* ENTRIES SUPPLIED:
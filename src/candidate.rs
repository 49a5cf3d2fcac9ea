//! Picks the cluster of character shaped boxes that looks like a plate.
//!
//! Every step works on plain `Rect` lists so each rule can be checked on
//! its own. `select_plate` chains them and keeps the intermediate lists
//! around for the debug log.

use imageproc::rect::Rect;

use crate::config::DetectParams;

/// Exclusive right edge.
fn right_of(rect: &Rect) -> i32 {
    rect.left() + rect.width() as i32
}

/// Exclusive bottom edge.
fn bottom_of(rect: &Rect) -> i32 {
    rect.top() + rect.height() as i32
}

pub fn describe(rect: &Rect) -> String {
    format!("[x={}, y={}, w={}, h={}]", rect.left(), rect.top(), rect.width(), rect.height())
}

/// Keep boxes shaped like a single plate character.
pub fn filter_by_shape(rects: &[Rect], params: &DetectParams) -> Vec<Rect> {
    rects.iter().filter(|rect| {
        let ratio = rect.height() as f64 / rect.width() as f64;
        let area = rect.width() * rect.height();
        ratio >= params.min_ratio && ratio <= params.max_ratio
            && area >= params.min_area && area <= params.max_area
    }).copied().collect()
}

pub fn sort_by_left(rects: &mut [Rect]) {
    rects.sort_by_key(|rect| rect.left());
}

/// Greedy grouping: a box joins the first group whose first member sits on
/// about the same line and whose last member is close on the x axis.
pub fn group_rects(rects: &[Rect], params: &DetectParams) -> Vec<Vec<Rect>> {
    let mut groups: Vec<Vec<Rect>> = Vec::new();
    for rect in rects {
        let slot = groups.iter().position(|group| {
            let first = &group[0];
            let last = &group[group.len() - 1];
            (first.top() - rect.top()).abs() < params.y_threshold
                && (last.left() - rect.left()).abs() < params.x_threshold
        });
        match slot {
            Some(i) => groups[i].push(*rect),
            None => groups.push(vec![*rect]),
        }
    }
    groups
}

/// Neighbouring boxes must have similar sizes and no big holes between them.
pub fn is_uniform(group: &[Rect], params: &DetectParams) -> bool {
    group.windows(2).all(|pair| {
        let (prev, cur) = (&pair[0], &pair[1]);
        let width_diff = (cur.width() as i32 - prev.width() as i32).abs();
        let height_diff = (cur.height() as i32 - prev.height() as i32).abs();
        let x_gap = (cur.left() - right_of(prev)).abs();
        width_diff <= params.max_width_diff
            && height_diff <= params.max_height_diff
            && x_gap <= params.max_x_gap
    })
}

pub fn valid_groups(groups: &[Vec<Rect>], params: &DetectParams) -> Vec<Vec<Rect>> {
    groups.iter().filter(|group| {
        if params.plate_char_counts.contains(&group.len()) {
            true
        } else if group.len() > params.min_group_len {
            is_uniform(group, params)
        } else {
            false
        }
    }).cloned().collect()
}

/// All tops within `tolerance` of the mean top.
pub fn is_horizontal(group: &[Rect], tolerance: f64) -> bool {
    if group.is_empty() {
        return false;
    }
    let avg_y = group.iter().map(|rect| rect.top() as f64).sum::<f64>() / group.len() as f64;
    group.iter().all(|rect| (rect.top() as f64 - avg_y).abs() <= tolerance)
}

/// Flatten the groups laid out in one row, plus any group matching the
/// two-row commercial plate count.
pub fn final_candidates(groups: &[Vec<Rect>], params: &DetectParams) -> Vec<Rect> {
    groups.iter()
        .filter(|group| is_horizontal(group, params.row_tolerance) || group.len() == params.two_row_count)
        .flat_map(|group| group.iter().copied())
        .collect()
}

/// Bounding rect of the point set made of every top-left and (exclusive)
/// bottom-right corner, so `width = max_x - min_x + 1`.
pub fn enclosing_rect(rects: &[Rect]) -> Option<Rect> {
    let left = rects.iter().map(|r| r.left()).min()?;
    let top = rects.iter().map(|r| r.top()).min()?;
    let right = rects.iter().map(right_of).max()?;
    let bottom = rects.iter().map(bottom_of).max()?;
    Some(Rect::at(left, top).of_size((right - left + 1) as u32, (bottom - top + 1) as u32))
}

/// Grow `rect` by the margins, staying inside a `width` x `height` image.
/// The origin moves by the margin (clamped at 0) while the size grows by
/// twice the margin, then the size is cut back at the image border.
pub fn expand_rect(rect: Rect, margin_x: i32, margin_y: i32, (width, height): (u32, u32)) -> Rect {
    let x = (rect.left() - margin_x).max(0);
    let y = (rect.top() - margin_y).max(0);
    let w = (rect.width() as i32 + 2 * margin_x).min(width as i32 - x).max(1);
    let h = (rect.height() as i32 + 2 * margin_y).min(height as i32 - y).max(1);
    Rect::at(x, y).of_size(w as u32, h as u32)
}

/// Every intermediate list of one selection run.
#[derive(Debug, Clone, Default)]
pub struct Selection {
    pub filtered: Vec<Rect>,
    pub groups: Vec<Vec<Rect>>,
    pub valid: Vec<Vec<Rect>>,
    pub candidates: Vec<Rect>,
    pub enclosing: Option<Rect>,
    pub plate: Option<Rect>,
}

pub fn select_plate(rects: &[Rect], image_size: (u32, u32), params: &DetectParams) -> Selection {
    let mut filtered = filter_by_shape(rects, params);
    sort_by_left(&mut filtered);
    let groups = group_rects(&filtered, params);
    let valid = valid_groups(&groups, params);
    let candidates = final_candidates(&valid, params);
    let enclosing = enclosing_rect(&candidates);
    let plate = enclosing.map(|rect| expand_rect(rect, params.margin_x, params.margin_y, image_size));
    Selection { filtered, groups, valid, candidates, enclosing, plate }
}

* * *

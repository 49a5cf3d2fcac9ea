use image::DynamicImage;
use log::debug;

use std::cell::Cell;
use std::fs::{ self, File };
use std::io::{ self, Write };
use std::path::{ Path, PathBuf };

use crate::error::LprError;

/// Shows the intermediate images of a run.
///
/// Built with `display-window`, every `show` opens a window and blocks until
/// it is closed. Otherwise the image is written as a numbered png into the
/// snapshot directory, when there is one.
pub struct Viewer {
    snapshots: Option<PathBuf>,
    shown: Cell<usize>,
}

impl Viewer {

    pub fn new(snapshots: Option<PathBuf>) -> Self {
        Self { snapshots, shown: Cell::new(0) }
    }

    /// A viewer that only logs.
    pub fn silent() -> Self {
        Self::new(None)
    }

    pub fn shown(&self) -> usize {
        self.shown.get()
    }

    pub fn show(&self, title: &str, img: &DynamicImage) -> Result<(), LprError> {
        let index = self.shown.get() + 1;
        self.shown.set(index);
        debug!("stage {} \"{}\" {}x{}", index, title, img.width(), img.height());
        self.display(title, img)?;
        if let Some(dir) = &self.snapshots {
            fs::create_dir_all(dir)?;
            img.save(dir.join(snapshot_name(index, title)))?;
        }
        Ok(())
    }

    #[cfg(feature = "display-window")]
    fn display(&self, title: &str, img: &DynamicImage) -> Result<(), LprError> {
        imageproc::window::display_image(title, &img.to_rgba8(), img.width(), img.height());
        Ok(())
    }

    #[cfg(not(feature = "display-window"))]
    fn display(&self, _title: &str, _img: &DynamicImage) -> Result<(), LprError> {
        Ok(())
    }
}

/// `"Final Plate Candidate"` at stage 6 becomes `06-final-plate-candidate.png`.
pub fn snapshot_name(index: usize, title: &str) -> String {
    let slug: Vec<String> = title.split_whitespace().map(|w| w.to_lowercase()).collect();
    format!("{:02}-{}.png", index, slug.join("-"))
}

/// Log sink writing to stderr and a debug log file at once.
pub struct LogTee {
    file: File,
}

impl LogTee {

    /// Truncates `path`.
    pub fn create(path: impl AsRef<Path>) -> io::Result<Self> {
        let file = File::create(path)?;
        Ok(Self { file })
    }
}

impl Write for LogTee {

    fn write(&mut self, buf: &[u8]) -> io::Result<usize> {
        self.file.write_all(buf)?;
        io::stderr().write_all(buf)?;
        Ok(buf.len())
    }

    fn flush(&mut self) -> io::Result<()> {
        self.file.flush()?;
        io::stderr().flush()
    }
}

* TASK ITEM: Reproduce verbatim only the segment of the listing bounded by the line containing "like a plate." and the line containing "the debug log.", with both boundary lines included.

* WRITTEN ANSWER:
//! Picks the cluster of character shaped boxes that looks like a plate.
//!
//! Every step works on plain `Rect` lists so each rule can be checked on
//! its own. `select_plate` chains them and keeps the intermediate lists
//! around for the debug log.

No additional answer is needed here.